Purpose: ICU delirium is a dynamic condition and occurs in an environment with daily changes in risk. Current prediction models do not account for daily changes in risk and outcomes. We sought to develop and internally validate a dynamic risk model to predict daily changes in acute brain dysfunction in the ICU.
Methods: Using data from a multicenter prospective study of critically ill patients we developed a daily transition prediction model, using multinomial logistic regression that estimated 15 transition probabilities for each ICU day conditional on daily measured risk factors. Transitions were from 1 of 3 cognitive states (normal, delirious, or comatose) to 1 of 5 possible outcome states (normal, delirious, comatose, discharged from ICU, and died). Candidate predictors were selected according to 1) strength of evidence, 2) expert input, 3) availability in research database, and 4) availability of coded variables in the electronic medical record (for future validation using electronic record-based predictions). We assessed predictive value (e.g., positive and negative predictive value) and calibration by plotting empirical versus model-estimated probabilities for each of 5 possible outcomes (from any starting state) and 15 possible transitions. Internal validation was performed via a bootstrap validation procedure.

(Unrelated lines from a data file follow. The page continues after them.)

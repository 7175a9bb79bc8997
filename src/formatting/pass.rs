//! The closed set of formatting passes.

use crate::error::FormatResult;

use super::{indent, on_type, validation, FormattingContext, FormattingResult};

/// A formatting pass. Passes run in ascending [`order`](FormattingPass::order),
/// with validation passes always after every other pass.
#[derive(Debug, Clone, Copy, PartialEq, Eq, Hash)]
pub enum FormattingPass {
    /// Maps code edits to the host and applies brace/semicolon indentation rules.
    CodeOnType,
    /// Maps markup edits to the host and re-indents the trigger line.
    MarkupOnType,
    /// Re-indents every line of the document to its structural level.
    DocumentIndentation,
    /// Rejects document formatting that changes anything but whitespace.
    ContentValidation,
    /// Rejects edits that change the document's diagnostics.
    DiagnosticValidation,
}

impl FormattingPass {
    pub const ALL: [FormattingPass; 5] = [
        FormattingPass::CodeOnType,
        FormattingPass::MarkupOnType,
        FormattingPass::DocumentIndentation,
        FormattingPass::ContentValidation,
        FormattingPass::DiagnosticValidation,
    ];

    pub fn order(self) -> u32 {
        match self {
            FormattingPass::CodeOnType | FormattingPass::MarkupOnType => 10,
            FormattingPass::DocumentIndentation => 20,
            FormattingPass::ContentValidation => 990,
            FormattingPass::DiagnosticValidation => 1000,
        }
    }

    pub fn is_validation(self) -> bool {
        matches!(
            self,
            FormattingPass::ContentValidation | FormattingPass::DiagnosticValidation
        )
    }

    pub fn name(self) -> &'static str {
        match self {
            FormattingPass::CodeOnType => "code-on-type",
            FormattingPass::MarkupOnType => "markup-on-type",
            FormattingPass::DocumentIndentation => "document-indentation",
            FormattingPass::ContentValidation => "content-validation",
            FormattingPass::DiagnosticValidation => "diagnostic-validation",
        }
    }

    pub async fn execute(
        self,
        ctx: &FormattingContext,
        result: FormattingResult,
    ) -> FormatResult<FormattingResult> {
        match self {
            FormattingPass::CodeOnType => Ok(on_type::code(ctx, result)),
            FormattingPass::MarkupOnType => Ok(on_type::markup(ctx, result)),
            FormattingPass::DocumentIndentation => Ok(indent::document(ctx, result)),
            FormattingPass::ContentValidation => validation::content(ctx, result),
            FormattingPass::DiagnosticValidation => validation::diagnostics(ctx, result).await,
        }
    }
}
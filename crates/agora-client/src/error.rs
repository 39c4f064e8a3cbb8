use thiserror::Error;

use agora_net::NetError;

#[derive(Debug, Error)]
pub enum ClientError {
    #[error("Network error: {0}")]
    Net(#[from] NetError),

    #[error("Not authenticated")]
    NotAuthenticated,
}

pub type Result<T> = std::result::Result<T, ClientError>;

Results: We analyzed data from 810 patients for the development and internal validation. Delirium affected 606 (75%) patients. The final model included 14 individual risk factors including current cognitive status, age, history of cognitive impairment, baseline and daily severity of illness, and daily administration of sedatives medications. The positive and negative predictive values for cognitive states were as follows: normal (PPV = 0.66, NPV = 0.88), delirious (PPV = 0.55, NPV = 0.83), and comatose (PPV = 0.64, NPV = 0.90). Outcome-level calibration for normal, delirious, comatose, and ICU discharge outcomes were outstanding as evidence by a linear calibration curve estimates with slope and intercept of 1 and 0, respectively (Figure). Transition-level calibration was excellent for frequent transitions (e.g., coma to delirium), and poor for rare transitions (e.g., coma to discharge).
Conclusions: A dynamic transition model successfully predicts cognitive states for each ICU day while simultaneously accounting for ICU discharge and death. Future applications of the daily acute brain dysfunction prediction model should confirm its validity and assess its value in cognitive outcome surveillance.